▶ [EXERCISE GOAL]
For the listing that follows, report how many lines contain the string "ConnectionManager", giving the number alone.
-*-
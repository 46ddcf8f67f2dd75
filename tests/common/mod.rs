//! Shared utilities for integration tests.

use std::net::SocketAddr;
use std::sync::Arc;
use std::time::Duration;

use explorer_server::config::ExplorerConfig;
use explorer_server::lifecycle::Shutdown;
use explorer_server::net::ConnectionManager;
use explorer_server::security::AccessControlList;
use explorer_server::{ExplorerServer, SnapshotBackend};
use serde_json::{json, Value};
use tokio::io::{AsyncReadExt, AsyncWriteExt};
use tokio::net::TcpStream;
use tokio::task::JoinHandle;

pub struct TestServer {
    pub addr: SocketAddr,
    pub manager: Arc<ConnectionManager>,
    pub shutdown: Arc<Shutdown>,
    pub task: JoinHandle<()>,
}

impl TestServer {
    #[allow(dead_code)]
    pub fn url(&self, target: &str) -> String {
        format!("http://{}{}", self.addr, target)
    }

    #[allow(dead_code)]
    pub async fn stop(self) {
        self.shutdown.trigger();
        let _ = tokio::time::timeout(Duration::from_secs(5), self.task).await;
    }
}

/// Snapshot with a status document holding one amount envelope.
pub fn sample_snapshot() -> SnapshotBackend {
    let root = json!({
        "status": {
            "height": 42,
            "fee": {"type": "amount", "value": "1500"}
        },
        "blocks": {
            "1": {"height": 1},
            "2": {"height": 2}
        }
    });
    match root {
        Value::Object(map) => SnapshotBackend::new(map),
        _ => unreachable!(),
    }
}

/// Start a server on an ephemeral loopback port and wait until it listens.
pub async fn spawn_server(mut config: ExplorerConfig) -> TestServer {
    config.listener.bind_address = "127.0.0.1:0".into();
    spawn_server_on(config).await
}

/// Start a server on `config`'s bind address as given.
pub async fn spawn_server_on(config: ExplorerConfig) -> TestServer {
    let server = ExplorerServer::new(
        &config,
        Arc::new(sample_snapshot()),
        Arc::new(AccessControlList::disabled()),
    )
    .unwrap();
    let manager = Arc::clone(server.manager());
    let mut bound = server.bound_addr();

    let shutdown = Arc::new(Shutdown::new());
    let run_shutdown = Arc::clone(&shutdown);
    let task = tokio::spawn(async move { server.run(&run_shutdown).await });

    let addr = tokio::time::timeout(Duration::from_secs(5), bound.wait_for(|a| a.is_some()))
        .await
        .expect("server did not bind in time")
        .unwrap()
        .unwrap();

    TestServer {
        addr,
        manager,
        shutdown,
        task,
    }
}

#[allow(dead_code)]
pub fn client() -> reqwest::Client {
    reqwest::Client::builder()
        .no_proxy()
        .timeout(Duration::from_secs(5))
        .build()
        .unwrap()
}

/// Write a bare GET for `target` on an open stream.
#[allow(dead_code)]
pub async fn send_get(stream: &mut TcpStream, target: &str) {
    let request = format!("GET {} HTTP/1.1\r\nHost: localhost\r\n\r\n", target);
    stream.write_all(request.as_bytes()).await.unwrap();
}

/// Read one response (head and `Content-Length` body) off a stream.
#[allow(dead_code)]
pub async fn read_response(stream: &mut TcpStream) -> String {
    let mut buf = Vec::new();
    let mut chunk = [0u8; 4096];
    loop {
        if let Some(head_end) = find(&buf, b"\r\n\r\n") {
            let head = String::from_utf8_lossy(&buf[..head_end]).to_ascii_lowercase();
            let len = head
                .lines()
                .find_map(|l| l.strip_prefix("content-length:"))
                .and_then(|v| v.trim().parse::<usize>().ok())
                .unwrap_or(0);
            if buf.len() >= head_end + 4 + len {
                return String::from_utf8_lossy(&buf[..head_end + 4 + len]).into_owned();
            }
        }
        let n = tokio::time::timeout(Duration::from_secs(5), stream.read(&mut chunk))
            .await
            .expect("timed out reading response")
            .unwrap();
        assert!(n > 0, "connection closed before a full response");
        buf.extend_from_slice(&chunk[..n]);
    }
}

/// True once the peer has closed the stream (EOF or reset).
#[allow(dead_code)]
pub async fn is_closed(stream: &mut TcpStream) -> bool {
    let mut chunk = [0u8; 256];
    match tokio::time::timeout(Duration::from_secs(5), stream.read(&mut chunk)).await {
        Ok(Ok(0)) | Ok(Err(_)) => true,
        Ok(Ok(_)) | Err(_) => false,
    }
}

fn find(haystack: &[u8], needle: &[u8]) -> Option<usize> {
    haystack.windows(needle.len()).position(|w| w == needle)
}

/// Collect everything the peer sends until it closes the stream.
#[allow(dead_code)]
pub async fn read_until_closed(stream: &mut TcpStream) -> Vec<u8> {
    let mut seen = Vec::new();
    let mut chunk = [0u8; 1024];
    loop {
        match tokio::time::timeout(Duration::from_secs(5), stream.read(&mut chunk)).await {
            Ok(Ok(0)) | Ok(Err(_)) => return seen,
            Ok(Ok(n)) => seen.extend_from_slice(&chunk[..n]),
            Err(_) => panic!("peer kept the connection open"),
        }
    }
}
//! Error types shared by the request path.

use thiserror::Error;

use crate::backend::BackendError;

/// Errors raised while handling or rendering a single request.
///
/// Every variant ends up as a 500 response; the dispatcher does not
/// distinguish bad input from internal failures.
#[derive(Debug, Error)]
pub enum ExplorerError {
    /// A query argument was missing or malformed.
    #[error("{0}")]
    Validation(String),

    /// The data backend failed to produce a document.
    #[error(transparent)]
    Backend(#[from] BackendError),

    /// A JSON document nested deeper than the renderer allows.
    #[error("recursion too deep")]
    RecursionLimit,

    /// The rendered document could not be serialized.
    #[error("couldn't serialize: {0}")]
    Serialization(#[from] serde_json::Error),
}

impl ExplorerError {
    pub fn validation(msg: impl Into<String>) -> Self {
        ExplorerError::Validation(msg.into())
    }
}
-*-
▶ [RESULT]
2